For example, imagine a plate wherein compound A is in wells 1–2–3, compound B is in wells 2–3–4, and compound C is in wells 3–4–5. In an assay of this plate against a given target, a hit in wells 2, 3, and 4 would indicate that compound B is the most likely agent, while also providing three measurements of compound B's efficacy against the specified target. Commercial applications of this approach involve combinations in which no two compounds ever share more than one well, to reduce the (second-order) possibility of interference between pairs of compounds being screened.

Recent advances

[edit]

Automation and low volume assay formats were leveraged by scientists at the NIH Chemical Genomics Center (NCGC) to develop quantitative HTS (qHTS), a paradigm to pharmacologically profile large chemical libraries through the generation of full concentration-response relationships for each compound. With accompanying curve fitting and cheminformatics software qHTS data yields half maximal effective concentration (EC50), maximal response, Hill coefficient (nH) for the entire library enabling the assessment of nascent structure activity relationships (SAR).[23]
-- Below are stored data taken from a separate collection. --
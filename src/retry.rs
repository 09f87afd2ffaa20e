//! Retry schedule for the request loop.

use std::time::Duration;

use crate::ClientOptions;

/// Linear backoff step between attempts.
const BACKOFF_STEP_MS: u64 = 200;

/// Attempt budget and backoff schedule for one logical request.
#[derive(Clone, Copy, Debug, Eq, PartialEq)]
pub struct RetryPolicy {
    /// Retries after the initial attempt.
    pub retries: usize,
    /// Delay unit; the wait after failed attempt `n` is `step × (n + 1)`.
    pub step: Duration,
}

impl RetryPolicy {
    pub fn new(retries: usize) -> Self {
        Self {
            retries,
            step: Duration::from_millis(BACKOFF_STEP_MS),
        }
    }

    /// Total attempts, including the first one.
    pub fn max_attempts(&self) -> usize {
        self.retries.saturating_add(1)
    }

    /// Whether another attempt follows failed attempt `attempt` (0-indexed).
    pub fn has_next(&self, attempt: usize) -> bool {
        attempt < self.retries
    }

    /// Delay to wait after failed attempt `attempt` (0-indexed).
    ///
    /// Equivalently, the delay before attempt `k = attempt + 1` is `step × k`.
    pub fn delay_after(&self, attempt: usize) -> Duration {
        let factor = u32::try_from(attempt.saturating_add(1)).unwrap_or(u32::MAX);
        self.step.saturating_mul(factor)
    }

    /// [`RetryPolicy::delay_after`] in whole milliseconds, saturating at `u64::MAX`.
    pub fn delay_after_ms(&self, attempt: usize) -> u64 {
        u64::try_from(self.delay_after(attempt).as_millis()).unwrap_or(u64::MAX)
    }
}

impl From<&ClientOptions> for RetryPolicy {
    fn from(options: &ClientOptions) -> Self {
        Self::new(options.retries)
    }
}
In March 2010, research was published demonstrating an HTS process allowing 1,000 times faster screening (100 million reactions in 10 hours) at 1-millionth the cost (using 10−7 times the reagent volume) than conventional techniques using drop-based microfluidics.[23] Drops of fluid separated by oil replace microplate wells and allow analysis and hit sorting while reagents are flowing through channels.

In 2010, researchers developed a silicon sheet of lenses that can be placed over microfluidic arrays to allow the fluorescence measurement of 64 different output channels simultaneously with a single camera.[24] This process can analyze 200,000 drops per second.

In 2013, researchers have disclosed an approach with small molecules from plants. In general, it is essential to provide high-quality proof-of-concept validations early in the drug discovery process. Here technologies that enable the identification of potent, selective, and bioavailable chemical probes are of crucial interest, even if the resulting compounds require further optimization for development into a pharmaceutical product. Nuclear receptor RORα, a protein that has been targeted for more than a decade to identify potent and bioavailable agonists, was used as an example of a very challenging drug target. Hits are confirmed at the screening step due to the bell-shaped curve. This method is very similar to the quantitative HTS method (screening and hit confirmation at the same time), except that using this approach greatly decreases the data point number and can screen easily more than 100.000 biological relevant compounds.[25]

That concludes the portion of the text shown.